DieDatenschützer Rhein Main – keine Untaten mit Bürgerdaten

erstellt von DieDatenschützer Rhein Main — zuletzt geändert 2016-04-18T13:35:44+01:00
Datenschützer fordern von Stadtverordneten Verbesserungen beim Schutz der informationellen Selbstbestimmung der in Frankfurt lebenden Menschen In einem Offenen Brief an die Fraktionen von CDU, FDP, Grünen und SPD in der Stadtverordnetenversammlung hat die Bürgerrechtsgruppe dieDatenschützer Rhein Main sechs Forde- rungen erhoben, die eine wie auch immer geartete neue Koalition in der Stadtverordnetenversammlung und im Magistrat aufnehmen und umsetzen soll:

1. Schaffung eines unabhängigen Frankfurter Datenschutzbüros.

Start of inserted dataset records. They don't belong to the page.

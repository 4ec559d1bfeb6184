//! Cloud Storage bucket teardown via the GCS SDK client
//!
//! The bucket lookup distinguishes a 404 "not found" response from every
//! other failure kind. Permission or network failures propagate instead of
//! being conflated with non-existence.

use google_cloud_storage::client::{Client, ClientConfig};
use google_cloud_storage::http::Error as GcsError;
use google_cloud_storage::http::buckets::delete::DeleteBucketRequest;
use google_cloud_storage::http::buckets::get::GetBucketRequest;
use google_cloud_storage::http::objects::delete::DeleteObjectRequest;
use google_cloud_storage::http::objects::list::ListObjectsRequest;

use crate::error::{Result, TeardownError};

/// Authenticated handle to one bucket
///
/// The SDK client is async; the handle owns a runtime that drives it so
/// callers stay synchronous like the rest of the CLI.
pub struct BucketHandle {
    runtime: tokio::runtime::Runtime,
    client: Client,
    bucket: String,
}

impl BucketHandle {
    /// Build an authenticated client for `bucket` in `project`
    pub fn connect(project: &str, bucket: &str) -> Result<Self> {
        let runtime = tokio::runtime::Runtime::new()?;
        let client = runtime.block_on(async {
            let mut config = ClientConfig::default().with_auth().await.map_err(|e| {
                TeardownError::StorageClientFailed {
                    bucket: bucket.to_string(),
                    reason: e.to_string(),
                }
            })?;
            config.project_id = Some(project.to_string());
            Ok::<_, TeardownError>(Client::new(config))
        })?;

        Ok(Self {
            runtime,
            client,
            bucket: bucket.to_string(),
        })
    }

    /// True if the bucket exists
    ///
    /// A 404 lookup response means it does not; any other failure
    /// propagates as [`TeardownError::StorageClientFailed`].
    pub fn exists(&self) -> Result<bool> {
        self.runtime.block_on(async {
            match self
                .client
                .get_bucket(&GetBucketRequest {
                    bucket: self.bucket.clone(),
                    ..Default::default()
                })
                .await
            {
                Ok(_) => Ok(true),
                Err(e) if is_not_found(&e) => Ok(false),
                Err(e) => Err(TeardownError::StorageClientFailed {
                    bucket: self.bucket.clone(),
                    reason: e.to_string(),
                }),
            }
        })
    }

    /// Delete the bucket together with every object in it
    pub fn force_delete(&self) -> Result<()> {
        self.runtime.block_on(async {
            delete_all_objects(&self.client, &self.bucket).await?;

            self.client
                .delete_bucket(&DeleteBucketRequest {
                    bucket: self.bucket.clone(),
                    ..Default::default()
                })
                .await
                .map_err(|e| TeardownError::BucketDeleteFailed {
                    bucket: self.bucket.clone(),
                    reason: e.to_string(),
                })
        })
    }
}

/// Delete every object in the bucket, following listing pagination
async fn delete_all_objects(client: &Client, bucket: &str) -> Result<()> {
    let mut page_token: Option<String> = None;

    loop {
        let response = client
            .list_objects(&ListObjectsRequest {
                bucket: bucket.to_string(),
                page_token: page_token.clone(),
                ..Default::default()
            })
            .await
            .map_err(|e| TeardownError::BucketDeleteFailed {
                bucket: bucket.to_string(),
                reason: format!("failed to list objects: {e}"),
            })?;

        for object in response.items.unwrap_or_default() {
            client
                .delete_object(&DeleteObjectRequest {
                    bucket: bucket.to_string(),
                    object: object.name.clone(),
                    ..Default::default()
                })
                .await
                .map_err(|e| TeardownError::BucketDeleteFailed {
                    bucket: bucket.to_string(),
                    reason: format!("failed to delete object '{}': {e}", object.name),
                })?;
        }

        page_token = response.next_page_token;
        if page_token.is_none() {
            break;
        }
    }

    Ok(())
}

fn is_not_found(err: &GcsError) -> bool {
    matches!(err, GcsError::Response(response) if response.code == 404)
}
//! Artifact registry teardown command
//!
//! Lists the project's artifact repositories, and deletes the target only
//! when it appears in the listing.

use crate::cli::ArtifactRegistryArgs;
use crate::commands::helpers;
use crate::error::Result;
use crate::gcloud;

pub fn run(args: ArtifactRegistryArgs) -> Result<()> {
    teardown(&args.name, &args.project, &args.location, args.yes)
}

/// Delete the artifact registry `name` if it exists in `location`
pub fn teardown(name: &str, project: &str, location: &str, yes: bool) -> Result<()> {
    let records = gcloud::list_artifact_repositories(project, location)?;

    if !gcloud::contains_resource(&records, name) {
        println!("Artifact registry '{name}' does not exist in {location}.");
        return Ok(());
    }

    if !helpers::confirm_delete(&format!("artifact registry '{name}'"), yes)? {
        println!("Aborted.");
        return Ok(());
    }

    let output = gcloud::delete_artifact_repository(name, project, location)?;
    helpers::echo_command_output(&output);
    helpers::report_deleted(&format!("artifact registry '{name}'"));

    Ok(())
}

2. Wildwuchs und Rechtsverstöße bei der Videoüberwachung im öffentlichen Raum verhindern.

3. Anonymisierte streckenabhängige Tarifgestaltung beim RMV statt RMVsmart.

4. Keine Erfassung und Verarbeitung personenbezogener Daten durch Ämter und Betriebe der Stadt Frankfurt ohne Rechtsgrundlage.

5. Verbesserung der Arbeitsfähigkeit des behördlichen Datenschutzbeauftragten der Stadt Frankfurt.

6. Wiederinkraftsetzung der Informationsfreiheitssatzung der Stadt Frankfurt.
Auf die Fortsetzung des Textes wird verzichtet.